◆ Exercise requirements:
Print each record below exactly as it appears.
= = =
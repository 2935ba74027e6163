//! Global filter input for leaves that request it.
//!
//! Some leaves (approximate nearest-neighbor terms, for instance) want
//! a pre-computed bit vector of the documents surviving the rest of the
//! query. Blueprints signal the wish through their state; once the
//! filter is calculated, it is pushed down the tree to exactly those
//! leaves.

use std::rc::Rc;

use marlin_bitvec::BitVector;
use marlin_types::DocId;

/// An optional document filter shared across the plan.
#[derive(Debug, Clone)]
pub struct GlobalFilter {
    bits: Option<Rc<BitVector>>,
}

impl GlobalFilter {
    /// A filter that was requested but not computed; leaves fall back
    /// to unfiltered evaluation.
    #[must_use]
    pub fn inactive() -> Self {
        Self { bits: None }
    }

    #[must_use]
    pub fn from_bits(bits: Rc<BitVector>) -> Self {
        Self { bits: Some(bits) }
    }

    #[must_use]
    pub fn is_active(&self) -> bool {
        self.bits.is_some()
    }

    /// Whether `doc_id` passes the filter. Inactive filters pass
    /// everything.
    #[must_use]
    pub fn check(&self, doc_id: DocId) -> bool {
        self.bits.as_ref().is_none_or(|bits| bits.test_bit(doc_id))
    }

    #[must_use]
    pub fn bits(&self) -> Option<&Rc<BitVector>> {
        self.bits.as_ref()
    }
}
= = =
◆ Result of this exercise:
repository 2935ba74027e6163
//! Global filter input for leaves that request it.
//!
//! Some leaves (approximate nearest-neighbor terms, for instance) want
//! a pre-computed bit vector of the documents surviving the rest of the
//! query. Blueprints signal the wish through their state; once the
//! filter is calculated, it is pushed down the tree to exactly those
//! leaves.

use std::rc::Rc;

use marlin_bitvec::BitVector;
use marlin_types::DocId;

/// An optional document filter shared across the plan.
#[derive(Debug, Clone)]
pub struct GlobalFilter {
    bits: Option<Rc<BitVector>>,
}

impl GlobalFilter {
    /// A filter that was requested but not computed; leaves fall back
    /// to unfiltered evaluation.
    #[must_use]
    pub fn inactive() -> Self {
        Self { bits: None }
    }

    #[must_use]
    pub fn from_bits(bits: Rc<BitVector>) -> Self {
        Self { bits: Some(bits) }
    }

    #[must_use]
    pub fn is_active(&self) -> bool {
        self.bits.is_some()
    }

    /// Whether `doc_id` passes the filter. Inactive filters pass
    /// everything.
    #[must_use]
    pub fn check(&self, doc_id: DocId) -> bool {
        self.bits.as_ref().is_none_or(|bits| bits.test_bit(doc_id))
    }

    #[must_use]
    pub fn bits(&self) -> Option<&Rc<BitVector>> {
        self.bits.as_ref()
    }
}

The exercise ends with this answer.